### Input data
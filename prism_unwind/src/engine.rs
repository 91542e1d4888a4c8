//! Process-wide unwinder façade.
//!
//! [`UnwindEngine`] owns the state shared by every thread (classifier,
//! CFI table, configuration, statistics and the exception profile) and hands out the
//! short-lived [`FrameWalker`] and [`UnwindDriver`] views that do the work.
//! Per-thread state lives in the caller's [`UnwindSession`].

use std::sync::Arc;

use crate::classify::{FrameClassifier, FrameKind};
use crate::config::UnwindConfig;
use crate::cursor::{CfiTable, NativeCursor, StackCursor};
use crate::deopt::{self, DeoptState};
use crate::driver::{Landed, UnwindDriver};
use crate::error::Result;
use crate::frame::PythonFrame;
use crate::hooks::RuntimeHooks;
use crate::memory::{FrameMemory, NativeMemory};
use crate::profile::ExceptionProfile;
use crate::region::RegionTable;
use crate::session::{ExcInfo, UnwindSession};
use crate::stats::UnwindStats;
use crate::traceback::Traceback;
use crate::walker::{FrameVisit, FrameWalker};

/// Stack walking, deopt recovery and exception unwinding for one runtime.
pub struct UnwindEngine<H> {
    classifier: FrameClassifier,
    cfi: Arc<CfiTable>,
    config: UnwindConfig,
    stats: UnwindStats,
    profile: ExceptionProfile,
    hooks: H,
}

impl<H: RuntimeHooks> UnwindEngine<H> {
    pub fn new(classifier: FrameClassifier, hooks: H, config: UnwindConfig) -> Self {
        log::debug!("unwind engine configured: {config:?}");
        Self {
            profile: ExceptionProfile::new(config.promotion_threshold),
            classifier,
            cfi: Arc::default(),
            config,
            stats: UnwindStats::new(),
            hooks,
        }
    }

    /// Share an existing CFI table instead of starting with an empty one.
    pub fn with_cfi(mut self, cfi: Arc<CfiTable>) -> Self {
        self.cfi = cfi;
        self
    }

    // =========================================================================
    // Accessors
    // =========================================================================

    #[inline]
    pub fn classifier(&self) -> &FrameClassifier {
        &self.classifier
    }

    #[inline]
    pub fn regions(&self) -> &Arc<RegionTable> {
        self.classifier.regions()
    }

    /// CFI for JIT output and runtime code, used by native cursors.
    #[inline]
    pub fn cfi(&self) -> &Arc<CfiTable> {
        &self.cfi
    }

    #[inline]
    pub fn config(&self) -> &UnwindConfig {
        &self.config
    }

    #[inline]
    pub fn stats(&self) -> &UnwindStats {
        &self.stats
    }

    #[inline]
    pub fn profile(&self) -> &ExceptionProfile {
        &self.profile
    }

    #[inline]
    pub fn hooks(&self) -> &H {
        &self.hooks
    }

    /// A walker bound to this engine.
    pub fn walker(&self) -> FrameWalker<'_, H> {
        FrameWalker::new(&self.classifier, &self.hooks, self.config.max_walk_depth)
    }

    /// A driver bound to this engine.
    pub fn driver(&self) -> UnwindDriver<'_, H> {
        UnwindDriver::new(
            &self.classifier,
            &self.hooks,
            &self.config,
            &self.stats,
            &self.profile,
        )
    }

    /// Cursor positioned on the calling function's frame.
    #[inline(always)]
    pub fn capture(&self) -> Result<NativeCursor> {
        NativeCursor::capture(Arc::clone(&self.cfi))
    }

    /// Create an idle session for a new thread.
    pub fn new_session(&self) -> UnwindSession {
        UnwindSession::new()
    }

    // =========================================================================
    // Introspection
    // =========================================================================

    /// Classify a code address.
    #[inline]
    pub fn classify(&self, pc: u64) -> FrameKind {
        self.classifier.classify(pc)
    }

    /// Visit every logical Python frame on the cursor's stack.
    pub fn for_each_frame<C, F>(&self, cursor: &mut C, visit: F) -> Result<()>
    where
        C: StackCursor + ?Sized,
        F: FnMut(&PythonFrame) -> FrameVisit,
    {
        self.walker().for_each_frame(cursor, visit)
    }

    /// Traceback of the cursor's stack.
    pub fn current_traceback<C: StackCursor + ?Sized>(&self, cursor: &mut C) -> Result<Traceback> {
        self.walker().current_traceback(cursor)
    }

    /// Deopt state of a compiled frame on a stack in this address space.
    pub fn build_deopt_state(&self, frame: &PythonFrame) -> Result<DeoptState> {
        self.build_deopt_state_with(frame, &NativeMemory)
    }

    /// Deopt state of a compiled frame, reading stack slots from `memory`.
    pub fn build_deopt_state_with<M: FrameMemory>(
        &self,
        frame: &PythonFrame,
        memory: &M,
    ) -> Result<DeoptState> {
        let state = deopt::build_deopt_state(frame, &self.hooks, memory)?;
        self.stats.record_deopt_state();
        Ok(state)
    }

    /// Bound locals of a compiled frame, as `locals()` reports them.
    pub fn frame_locals<M: FrameMemory>(
        &self,
        frame: &PythonFrame,
        memory: &M,
    ) -> Result<Vec<(Arc<str>, u64)>> {
        Ok(self.build_deopt_state_with(frame, memory)?.locals)
    }

    // =========================================================================
    // Unwinding
    // =========================================================================

    /// Raise `exception`, aborting the process on an unwinder fault.
    ///
    /// # Safety
    ///
    /// See [`StackCursor::resume`].
    pub unsafe fn raise_exception<C: StackCursor + ?Sized>(
        &self,
        cursor: &mut C,
        session: &mut UnwindSession,
        exception: ExcInfo,
    ) -> Landed {
        // SAFETY: forwarded from the caller.
        unsafe { self.driver().raise_exception(cursor, session, exception) }
    }

    /// Re-raise `exception` from a bare `raise`.
    ///
    /// # Safety
    ///
    /// See [`StackCursor::resume`].
    pub unsafe fn reraise_exception<C: StackCursor + ?Sized>(
        &self,
        cursor: &mut C,
        session: &mut UnwindSession,
        exception: ExcInfo,
    ) -> Landed {
        // SAFETY: forwarded from the caller.
        unsafe { self.driver().reraise_exception(cursor, session, exception) }
    }

    /// Continue unwinding after a cleanup landing pad.
    ///
    /// # Safety
    ///
    /// See [`StackCursor::resume`].
    pub unsafe fn resume_unwind_from_cleanup<C: StackCursor + ?Sized>(
        &self,
        cursor: &mut C,
        session: &mut UnwindSession,
    ) -> Landed {
        // SAFETY: forwarded from the caller.
        unsafe { self.driver().resume_unwind_from_cleanup(cursor, session) }
    }
}

// =============================================================================
// Tests
// =============================================================================
//! Callbacks into the rest of the runtime.

use crate::frame::{FrameInfo, PythonFrame, Statement};

/// Services the object model and interpreter provide to the unwinder.
///
/// Resolution differs by tier: compiled frames are usually answered from
/// per-version metadata, interpreted frames from a side table keyed by the
/// dispatch loop's base pointer.
pub trait RuntimeHooks {
    /// Function metadata for a frame, or `None` for frames that run
    /// runtime stubs rather than user code.
    fn frame_info(&self, frame: &PythonFrame) -> Option<FrameInfo>;

    /// The statement the frame is currently executing.
    fn current_statement(&self, frame: &PythonFrame) -> Option<Statement>;

    /// Finalize a frame the exception has finished unwinding through.
    fn cleanup_frame(&self, _frame: &PythonFrame) {}

    /// Drop one reference held in a scoped location.
    fn release_value(&self, _value: u64) {}

    /// Address of the return context saved for the generator whose entry
    /// trampoline frame has base pointer `bp`.
    fn generator_return_context(&self, _bp: u64) -> Option<u64> {
        None
    }
}

impl<H: RuntimeHooks + ?Sized> RuntimeHooks for &H {
    fn frame_info(&self, frame: &PythonFrame) -> Option<FrameInfo> {
        (**self).frame_info(frame)
    }

    fn current_statement(&self, frame: &PythonFrame) -> Option<Statement> {
        (**self).current_statement(frame)
    }

    fn cleanup_frame(&self, frame: &PythonFrame) {
        (**self).cleanup_frame(frame)
    }

    fn release_value(&self, value: u64) {
        (**self).release_value(value)
    }

    fn generator_return_context(&self, bp: u64) -> Option<u64> {
        (**self).generator_return_context(bp)
    }
}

### What the task requires
Using the records above, gather all lines where the string "NativeCursor" is present.

### Task output
use crate::cursor::{CfiTable, NativeCursor, StackCursor};
    pub fn capture(&self) -> Result<NativeCursor> {
        NativeCursor::capture(Arc::clone(&self.cfi))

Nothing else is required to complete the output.